### MATERIAL FOR THIS EXERCISE ###

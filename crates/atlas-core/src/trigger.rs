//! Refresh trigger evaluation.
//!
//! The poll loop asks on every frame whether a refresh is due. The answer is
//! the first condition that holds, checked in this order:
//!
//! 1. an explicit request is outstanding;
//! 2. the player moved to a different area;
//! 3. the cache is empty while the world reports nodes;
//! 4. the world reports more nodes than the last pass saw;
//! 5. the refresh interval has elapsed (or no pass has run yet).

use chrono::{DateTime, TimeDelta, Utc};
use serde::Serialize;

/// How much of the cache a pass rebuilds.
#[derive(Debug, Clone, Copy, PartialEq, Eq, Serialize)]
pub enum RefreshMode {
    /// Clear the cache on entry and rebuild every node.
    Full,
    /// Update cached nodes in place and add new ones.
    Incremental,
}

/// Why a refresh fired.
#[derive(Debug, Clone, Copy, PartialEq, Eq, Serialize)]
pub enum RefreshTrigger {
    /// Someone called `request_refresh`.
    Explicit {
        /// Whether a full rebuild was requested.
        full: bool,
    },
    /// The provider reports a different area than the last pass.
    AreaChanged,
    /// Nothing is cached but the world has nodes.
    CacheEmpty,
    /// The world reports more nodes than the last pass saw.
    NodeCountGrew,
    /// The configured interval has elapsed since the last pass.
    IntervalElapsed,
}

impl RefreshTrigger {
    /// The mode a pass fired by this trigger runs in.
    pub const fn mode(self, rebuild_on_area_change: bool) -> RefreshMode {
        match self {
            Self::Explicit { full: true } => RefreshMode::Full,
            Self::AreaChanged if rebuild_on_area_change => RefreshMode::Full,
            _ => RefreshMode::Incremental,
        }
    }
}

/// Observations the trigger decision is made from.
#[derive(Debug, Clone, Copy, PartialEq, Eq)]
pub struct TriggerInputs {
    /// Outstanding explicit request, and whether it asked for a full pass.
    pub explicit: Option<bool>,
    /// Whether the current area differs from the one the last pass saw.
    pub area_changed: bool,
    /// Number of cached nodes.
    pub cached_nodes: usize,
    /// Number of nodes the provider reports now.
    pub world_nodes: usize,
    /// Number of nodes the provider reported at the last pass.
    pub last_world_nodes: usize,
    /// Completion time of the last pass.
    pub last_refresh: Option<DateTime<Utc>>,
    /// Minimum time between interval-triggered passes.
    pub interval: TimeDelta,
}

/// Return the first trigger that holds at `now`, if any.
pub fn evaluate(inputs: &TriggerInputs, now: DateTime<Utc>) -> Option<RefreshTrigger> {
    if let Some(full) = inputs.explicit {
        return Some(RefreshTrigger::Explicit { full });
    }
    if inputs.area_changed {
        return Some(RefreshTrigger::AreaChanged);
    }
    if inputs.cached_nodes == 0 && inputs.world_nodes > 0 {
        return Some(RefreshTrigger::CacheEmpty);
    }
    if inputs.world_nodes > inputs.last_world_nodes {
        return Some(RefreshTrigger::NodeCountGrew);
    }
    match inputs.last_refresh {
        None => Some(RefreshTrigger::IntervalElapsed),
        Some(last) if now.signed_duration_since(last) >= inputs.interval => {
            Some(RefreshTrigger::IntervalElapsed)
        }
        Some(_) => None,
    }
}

###

▶ [WHAT YOU WILL DO] From the entries, copy every line in which the word "more" occurs.

▶ [TASK RESPONSE]
//! 4. the world reports more nodes than the last pass saw;
    /// The world reports more nodes than the last pass saw.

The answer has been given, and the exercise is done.